• _TASK TO COMPLETE_: Go through the entries below, count every line with the string "ReqwestTransport", and answer with only that number.

[Items listed in a dataset]
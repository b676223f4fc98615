use std::collections::BTreeMap;
use std::fmt::{Display, Formatter};
use std::future::Future;
use std::pin::Pin;
use std::sync::Arc;

/// HTTP method set needed by the resource wrappers.
#[derive(Debug, Clone, Copy, PartialEq, Eq)]
pub enum HttpMethod {
    Get,
    Post,
    Put,
    Delete,
}

impl HttpMethod {
    pub const fn as_str(self) -> &'static str {
        match self {
            Self::Get => "GET",
            Self::Post => "POST",
            Self::Put => "PUT",
            Self::Delete => "DELETE",
        }
    }
}

impl Display for HttpMethod {
    fn fmt(&self, f: &mut Formatter<'_>) -> std::fmt::Result {
        f.write_str(self.as_str())
    }
}

/// HTTP request envelope handed to a transport.
#[derive(Debug, Clone, PartialEq, Eq)]
pub struct TransportRequest {
    pub method: HttpMethod,
    pub url: String,
    pub headers: BTreeMap<String, String>,
    pub body: Option<String>,
    pub timeout_ms: u64,
}

impl TransportRequest {
    pub fn new(method: HttpMethod, url: impl Into<String>) -> Self {
        Self {
            method,
            url: url.into(),
            headers: BTreeMap::new(),
            body: None,
            timeout_ms: 30_000,
        }
    }

    pub fn with_header(mut self, name: impl Into<String>, value: impl Into<String>) -> Self {
        self.headers
            .insert(name.into().to_ascii_lowercase(), value.into());
        self
    }

    pub fn with_body(mut self, body: impl Into<String>) -> Self {
        self.body = Some(body.into());
        self
    }

    pub fn with_timeout_ms(mut self, timeout_ms: u64) -> Self {
        self.timeout_ms = timeout_ms;
        self
    }

    pub fn header(&self, name: &str) -> Option<&str> {
        self.headers
            .get(&name.to_ascii_lowercase())
            .map(String::as_str)
    }
}

/// HTTP response envelope returned by a transport.
///
/// Header names are lowercased so lookups are case-insensitive.
#[derive(Debug, Clone, PartialEq, Eq)]
pub struct TransportResponse {
    pub status: u16,
    pub headers: BTreeMap<String, String>,
    pub body: String,
}

impl TransportResponse {
    pub fn new(status: u16, body: impl Into<String>) -> Self {
        Self {
            status,
            headers: BTreeMap::new(),
            body: body.into(),
        }
    }

    pub fn ok_json(body: impl Into<String>) -> Self {
        Self::new(200, body).with_header("content-type", "application/json")
    }

    pub fn with_header(mut self, name: impl Into<String>, value: impl Into<String>) -> Self {
        self.headers
            .insert(name.into().to_ascii_lowercase(), value.into());
        self
    }

    pub fn header(&self, name: &str) -> Option<&str> {
        self.headers
            .get(&name.to_ascii_lowercase())
            .map(String::as_str)
    }

    pub fn declares_json(&self) -> bool {
        self.header("content-type")
            .is_some_and(|value| value.starts_with("application/json"))
    }
}

/// Transport-level failure: the request never produced an HTTP status.
#[derive(Debug, Clone, PartialEq, Eq)]
pub struct TransportError {
    message: String,
    retryable: bool,
}

impl TransportError {
    /// Timeout / connection-level failure worth retrying.
    pub fn retryable(message: impl Into<String>) -> Self {
        Self {
            message: message.into(),
            retryable: true,
        }
    }

    /// Failure the engine must surface immediately.
    pub fn terminal(message: impl Into<String>) -> Self {
        Self {
            message: message.into(),
            retryable: false,
        }
    }

    pub fn message(&self) -> &str {
        &self.message
    }

    pub const fn is_retryable(&self) -> bool {
        self.retryable
    }
}

impl Display for TransportError {
    fn fmt(&self, f: &mut Formatter<'_>) -> std::fmt::Result {
        f.write_str(&self.message)
    }
}

impl std::error::Error for TransportError {}

/// Transport contract the request engine drives.
///
/// One transport instance is shared across every logical request of a
/// client; implementations must be safe to call concurrently.
pub trait Transport: Send + Sync {
    fn execute<'a>(
        &'a self,
        request: TransportRequest,
    ) -> Pin<Box<dyn Future<Output = Result<TransportResponse, TransportError>> + Send + 'a>>;
}

/// Default no-op transport for deterministic offline tests.
#[derive(Debug, Default)]
pub struct NoopTransport;

impl Transport for NoopTransport {
    fn execute<'a>(
        &'a self,
        request: TransportRequest,
    ) -> Pin<Box<dyn Future<Output = Result<TransportResponse, TransportError>> + Send + 'a>> {
        let _ = request;
        Box::pin(async move { Ok(TransportResponse::ok_json("{}")) })
    }
}

/// Production transport backed by a pooled reqwest client.
///
/// The underlying connection pool is established lazily, reused across
/// calls, and released when the last clone is dropped.
#[derive(Debug, Clone)]
pub struct ReqwestTransport {
    client: Arc<reqwest::Client>,
}

impl ReqwestTransport {
    pub fn new() -> Self {
        Self {
            client: Arc::new(
                reqwest::Client::builder()
                    .user_agent(concat!("trialkit/", env!("CARGO_PKG_VERSION")))
                    .build()
                    .unwrap_or_else(|_| reqwest::Client::new()),
            ),
        }
    }

    pub fn with_client(client: reqwest::Client) -> Self {
        Self {
            client: Arc::new(client),
        }
    }
}

impl Default for ReqwestTransport {
    fn default() -> Self {
        Self::new()
    }
}

impl Transport for ReqwestTransport {
    fn execute<'a>(
        &'a self,
        request: TransportRequest,
    ) -> Pin<Box<dyn Future<Output = Result<TransportResponse, TransportError>> + Send + 'a>> {
        Box::pin(async move {
            let mut builder = match request.method {
                HttpMethod::Get => self.client.get(&request.url),
                HttpMethod::Post => self.client.post(&request.url),
                HttpMethod::Put => self.client.put(&request.url),
                HttpMethod::Delete => self.client.delete(&request.url),
            };

            for (name, value) in &request.headers {
                builder = builder.header(name, value);
            }

            builder = builder.timeout(std::time::Duration::from_millis(request.timeout_ms));

            if let Some(body) = request.body {
                builder = builder.body(body);
            }

            let response = builder.send().await.map_err(|error| {
                if error.is_timeout() {
                    TransportError::retryable(format!("request timeout: {error}"))
                } else if error.is_connect() {
                    TransportError::retryable(format!("connection failed: {error}"))
                } else {
                    TransportError::terminal(format!("request failed: {error}"))
                }
            })?;

            let status = response.status().as_u16();
            let mut headers = BTreeMap::new();
            for (name, value) in response.headers() {
                if let Ok(text) = value.to_str() {
                    headers.insert(name.as_str().to_ascii_lowercase(), text.to_owned());
                }
            }

            let body = response.text().await.map_err(|error| {
                TransportError::retryable(format!("failed to read response body: {error}"))
            })?;

            Ok(TransportResponse {
                status,
                headers,
                body,
            })
        })
    }
}

#[cfg(test)]
mod tests {
    use super::*;

    #[test]
    fn header_lookup_is_case_insensitive() {
        let response = TransportResponse::new(200, "").with_header("Retry-After", "2");
        assert_eq!(response.header("retry-after"), Some("2"));
        assert_eq!(response.header("RETRY-AFTER"), Some("2"));
    }

    #[test]
    fn json_detection_matches_declared_content_type() {
        let json = TransportResponse::ok_json("{}");
        assert!(json.declares_json());

        let with_charset = TransportResponse::new(200, "{}")
            .with_header("content-type", "application/json; charset=utf-8");
        assert!(with_charset.declares_json());

        let text = TransportResponse::new(200, "ok").with_header("content-type", "text/plain");
        assert!(!text.declares_json());
    }

    #[test]
    fn request_headers_are_normalized_to_lowercase() {
        let request = TransportRequest::new(HttpMethod::Get, "https://example.test/health")
            .with_header("Authorization", "Bearer key-123");
        assert_eq!(request.header("authorization"), Some("Bearer key-123"));
    }
}
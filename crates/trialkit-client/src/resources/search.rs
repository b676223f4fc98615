use trialkit_frame::{normalize, Table};

use crate::engine::{ApiRequest, RequestEngine};
use crate::error::ClientError;
use crate::models::{
    AdvancedExperimentSearch, DataByTagsPage, DataByTagsSearch, ExperimentSearchPage,
    ExperimentTagSearch, ExperimentTypeSearchPage, TagSearchPage, TextSearch,
};

/// Wrappers for the cross-resource search endpoints.
pub struct SearchResource<'a> {
    engine: &'a RequestEngine,
}

impl<'a> SearchResource<'a> {
    pub(crate) fn new(engine: &'a RequestEngine) -> Self {
        Self { engine }
    }

    pub async fn experiments_by_tags(
        &self,
        search: &ExperimentTagSearch,
    ) -> Result<ExperimentSearchPage, ClientError> {
        let request = ApiRequest::post("/api/v1/search/experiments/by-tags")
            .with_body(serde_json::to_value(search)?);
        let payload = self.engine.execute(&request).await?;
        Ok(serde_json::from_value(payload)?)
    }

    pub async fn experiments_advanced(
        &self,
        search: &AdvancedExperimentSearch,
    ) -> Result<ExperimentSearchPage, ClientError> {
        let request = ApiRequest::post("/api/v1/search/experiments/advanced")
            .with_body(serde_json::to_value(search)?);
        let payload = self.engine.execute(&request).await?;
        Ok(serde_json::from_value(payload)?)
    }

    pub async fn experiment_types_by_description(
        &self,
        search: &TextSearch,
    ) -> Result<ExperimentTypeSearchPage, ClientError> {
        let request = ApiRequest::post("/api/v1/search/experiment-types/by-description")
            .with_body(serde_json::to_value(search)?);
        let payload = self.engine.execute(&request).await?;
        Ok(serde_json::from_value(payload)?)
    }

    pub async fn tags_by_name(&self, search: &TextSearch) -> Result<TagSearchPage, ClientError> {
        let request = ApiRequest::post("/api/v1/search/tags/by-name")
            .with_body(serde_json::to_value(search)?);
        let payload = self.engine.execute(&request).await?;
        Ok(serde_json::from_value(payload)?)
    }

    /// Data rows across every experiment matching the tags.
    pub async fn experiment_data_by_tags(
        &self,
        search: &DataByTagsSearch,
    ) -> Result<DataByTagsPage, ClientError> {
        let request = ApiRequest::post("/api/v1/search/experiment-data/by-tags")
            .with_body(serde_json::to_value(search)?);
        let payload = self.engine.execute(&request).await?;
        Ok(serde_json::from_value(payload)?)
    }

    /// Like [`experiment_data_by_tags`](Self::experiment_data_by_tags) but
    /// normalized into one table, useful for cross-experiment analysis.
    pub async fn experiment_data_by_tags_table(
        &self,
        search: &DataByTagsSearch,
    ) -> Result<Table, ClientError> {
        let page = self.experiment_data_by_tags(search).await?;
        Ok(normalize(&page.data)?)
    }
}
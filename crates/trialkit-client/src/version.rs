//! Client/server version compatibility.
//!
//! Both sides exchange semantic versions through HTTP headers: the client
//! sends [`CLIENT_VERSION_HEADER`] with every request and the server may
//! attach [`API_VERSION_HEADER`] to any response. Same major version means
//! compatible; a mismatch produces a directional warning delivered through
//! a [`VersionObserver`] and never blocks or fails the request.

/// Version of this client library, injected into every request.
pub const CLIENT_VERSION: &str = env!("CARGO_PKG_VERSION");

/// Request header carrying the client's semantic version.
pub const CLIENT_VERSION_HEADER: &str = "x-trialkit-client-version";

/// Response header carrying the server's semantic version.
pub const API_VERSION_HEADER: &str = "x-trialkit-api-version";

/// Parsed semantic version.
#[derive(Debug, Clone, Copy, PartialEq, Eq)]
pub struct VersionTriple {
    pub major: u32,
    pub minor: u32,
    pub patch: u32,
}

impl VersionTriple {
    /// Same major version means compatible, regardless of minor/patch.
    pub const fn compatible_with(self, other: Self) -> bool {
        self.major == other.major
    }
}

/// Parses `MAJOR.MINOR.PATCH`, tolerating a leading non-digit tag (`v1.2.3`)
/// and ignoring any pre-release or build suffix (`1.2.3-beta+5`). Malformed
/// input parses to `None`.
pub fn parse_version(input: &str) -> Option<VersionTriple> {
    let trimmed = input.trim();
    let untagged = trimmed.trim_start_matches(|ch: char| ch.is_ascii_alphabetic());
    let core = untagged.split(['-', '+']).next()?;

    let mut parts = core.split('.');
    let major = parts.next()?.parse().ok()?;
    let minor = parts.next()?.parse().ok()?;
    let patch = parts.next()?.parse().ok()?;
    if parts.next().is_some() {
        return None;
    }

    Some(VersionTriple {
        major,
        minor,
        patch,
    })
}

/// Whether the two version strings are compatible.
///
/// When either side fails to parse, compatibility defaults to `true`:
/// unparseable metadata must never block a request.
pub fn is_compatible(client_version: &str, server_version: &str) -> bool {
    match (parse_version(client_version), parse_version(server_version)) {
        (Some(client), Some(server)) => client.compatible_with(server),
        _ => true,
    }
}

/// Directional warning for an incompatible pair, `None` when compatible.
pub fn compatibility_warning(client_version: &str, server_version: &str) -> Option<String> {
    let client = parse_version(client_version)?;
    let server = parse_version(server_version)?;
    if client.compatible_with(server) {
        return None;
    }

    if client.major > server.major {
        Some(format!(
            "client version {client_version} is newer than server version {server_version}; \
             consider upgrading the server or downgrading the client"
        ))
    } else {
        Some(format!(
            "client version {client_version} is older than server version {server_version}; \
             consider upgrading the client"
        ))
    }
}

/// Sink for version-compatibility observations.
///
/// The engine reports every response that carried a server version header,
/// compatible or not. Observations never alter the request outcome.
pub trait VersionObserver: Send + Sync {
    fn version_observed(&self, client_version: &str, server_version: &str, warning: Option<&str>);
}

/// Default observer that discards observations.
#[derive(Debug, Default)]
pub struct NoopVersionObserver;

impl VersionObserver for NoopVersionObserver {
    fn version_observed(&self, _: &str, _: &str, _: Option<&str>) {}
}
use std::collections::BTreeMap;

use serde::{Deserialize, Serialize};
use serde_json::Value;
use trialkit_frame::{is_reserved_column, UtcDateTime};

use crate::error::ValidationError;
use crate::models::{validate_name, MAX_NAME_LEN};

/// Column types an experiment schema may declare.
pub const SUPPORTED_COLUMN_TYPES: [&str; 7] = [
    "INTEGER", "FLOAT", "STRING", "TEXT", "BOOLEAN", "DATETIME", "JSON",
];

/// One column definition: either a bare type name or an object with a
/// `type` field plus provider-specific options.
#[derive(Debug, Clone, PartialEq, Serialize, Deserialize)]
#[serde(untagged)]
pub enum ColumnSpec {
    Name(String),
    Detailed {
        #[serde(rename = "type")]
        column_type: String,
        #[serde(flatten)]
        options: BTreeMap<String, Value>,
    },
}

impl ColumnSpec {
    pub fn type_name(&self) -> &str {
        match self {
            Self::Name(name) => name,
            Self::Detailed { column_type, .. } => column_type,
        }
    }
}

/// Declared data schema of an experiment type, column name to spec.
pub type SchemaDefinition = BTreeMap<String, ColumnSpec>;

/// Validates a schema definition against the server's rules: no reserved
/// column names, only supported column types.
pub fn validate_schema_definition(schema: &SchemaDefinition) -> Result<(), ValidationError> {
    for (name, spec) in schema {
        if is_reserved_column(name) {
            return Err(ValidationError::ReservedColumnName { name: name.clone() });
        }

        let type_name = spec.type_name();
        if type_name.trim().is_empty() {
            return Err(ValidationError::MissingColumnType { name: name.clone() });
        }
        if !SUPPORTED_COLUMN_TYPES.contains(&type_name.to_ascii_uppercase().as_str()) {
            return Err(ValidationError::UnsupportedColumnType {
                name: name.clone(),
                value: type_name.to_owned(),
            });
        }
    }
    Ok(())
}

/// Experiment type as returned by the server.
#[derive(Debug, Clone, PartialEq, Serialize, Deserialize)]
pub struct ExperimentType {
    pub id: i64,
    pub name: String,
    pub table_name: String,
    #[serde(default)]
    pub schema_definition: BTreeMap<String, Value>,
    #[serde(default)]
    pub description: Option<String>,
    pub created_at: UtcDateTime,
    pub updated_at: UtcDateTime,
}

/// Payload for creating an experiment type.
#[derive(Debug, Clone, PartialEq, Serialize)]
pub struct ExperimentTypeDraft {
    name: String,
    table_name: String,
    schema_definition: SchemaDefinition,
    #[serde(skip_serializing_if = "Option::is_none")]
    description: Option<String>,
}

impl ExperimentTypeDraft {
    pub fn new(
        name: impl Into<String>,
        table_name: impl Into<String>,
    ) -> Result<Self, ValidationError> {
        let name = name.into();
        let table_name = table_name.into();
        validate_name("experiment type name", &name, MAX_NAME_LEN)?;
        validate_name("table name", &table_name, MAX_NAME_LEN)?;
        Ok(Self {
            name,
            table_name,
            schema_definition: SchemaDefinition::new(),
            description: None,
        })
    }

    pub fn with_schema(mut self, schema: SchemaDefinition) -> Result<Self, ValidationError> {
        validate_schema_definition(&schema)?;
        self.schema_definition = schema;
        Ok(self)
    }

    pub fn with_description(mut self, description: impl Into<String>) -> Self {
        self.description = Some(description.into());
        self
    }
}

/// Partial update payload for an experiment type.
#[derive(Debug, Clone, PartialEq, Default, Serialize)]
pub struct ExperimentTypePatch {
    #[serde(skip_serializing_if = "Option::is_none")]
    name: Option<String>,
    #[serde(skip_serializing_if = "Option::is_none")]
    description: Option<String>,
    #[serde(skip_serializing_if = "Option::is_none")]
    schema_definition: Option<SchemaDefinition>,
}

impl ExperimentTypePatch {
    pub fn new() -> Self {
        Self::default()
    }

    pub fn with_name(mut self, name: impl Into<String>) -> Result<Self, ValidationError> {
        let name = name.into();
        validate_name("experiment type name", &name, MAX_NAME_LEN)?;
        self.name = Some(name);
        Ok(self)
    }

    pub fn with_description(mut self, description: impl Into<String>) -> Self {
        self.description = Some(description.into());
        self
    }

    pub fn with_schema(mut self, schema: SchemaDefinition) -> Result<Self, ValidationError> {
        validate_schema_definition(&schema)?;
        self.schema_definition = Some(schema);
        Ok(self)
    }
}

#[cfg(test)]
mod tests {
    use super::*;

    fn schema(entries: &[(&str, &str)]) -> SchemaDefinition {
        entries
            .iter()
            .map(|(name, ty)| ((*name).to_owned(), ColumnSpec::Name((*ty).to_owned())))
            .collect()
    }

    #[test]
    fn accepts_supported_types_case_insensitively() {
        let schema = schema(&[("reaction_time", "float"), ("stimulus", "STRING")]);
        assert!(validate_schema_definition(&schema).is_ok());
    }

    #[test]
    fn rejects_reserved_column_names() {
        let schema = schema(&[("Participant_ID", "STRING")]);
        let err = validate_schema_definition(&schema).expect_err("must fail");
        assert!(matches!(err, ValidationError::ReservedColumnName { .. }));
    }

    #[test]
    fn rejects_unsupported_column_type() {
        let schema = schema(&[("weights", "BLOB")]);
        let err = validate_schema_definition(&schema).expect_err("must fail");
        assert!(matches!(err, ValidationError::UnsupportedColumnType { .. }));
    }

    #[test]
    fn detailed_column_spec_roundtrips_type_field() {
        let spec: ColumnSpec = serde_json::from_value(serde_json::json!({
            "type": "FLOAT",
            "nullable": true
        }))
        .expect("spec should deserialize");
        assert_eq!(spec.type_name(), "FLOAT");
    }

    #[test]
    fn draft_with_invalid_schema_is_rejected() {
        let draft = ExperimentTypeDraft::new("rt_study", "rt_data")
            .expect("valid draft")
            .with_schema(schema(&[("id", "INTEGER")]));
        assert!(draft.is_err());
    }
}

• _WRITTEN RESPONSE_: 4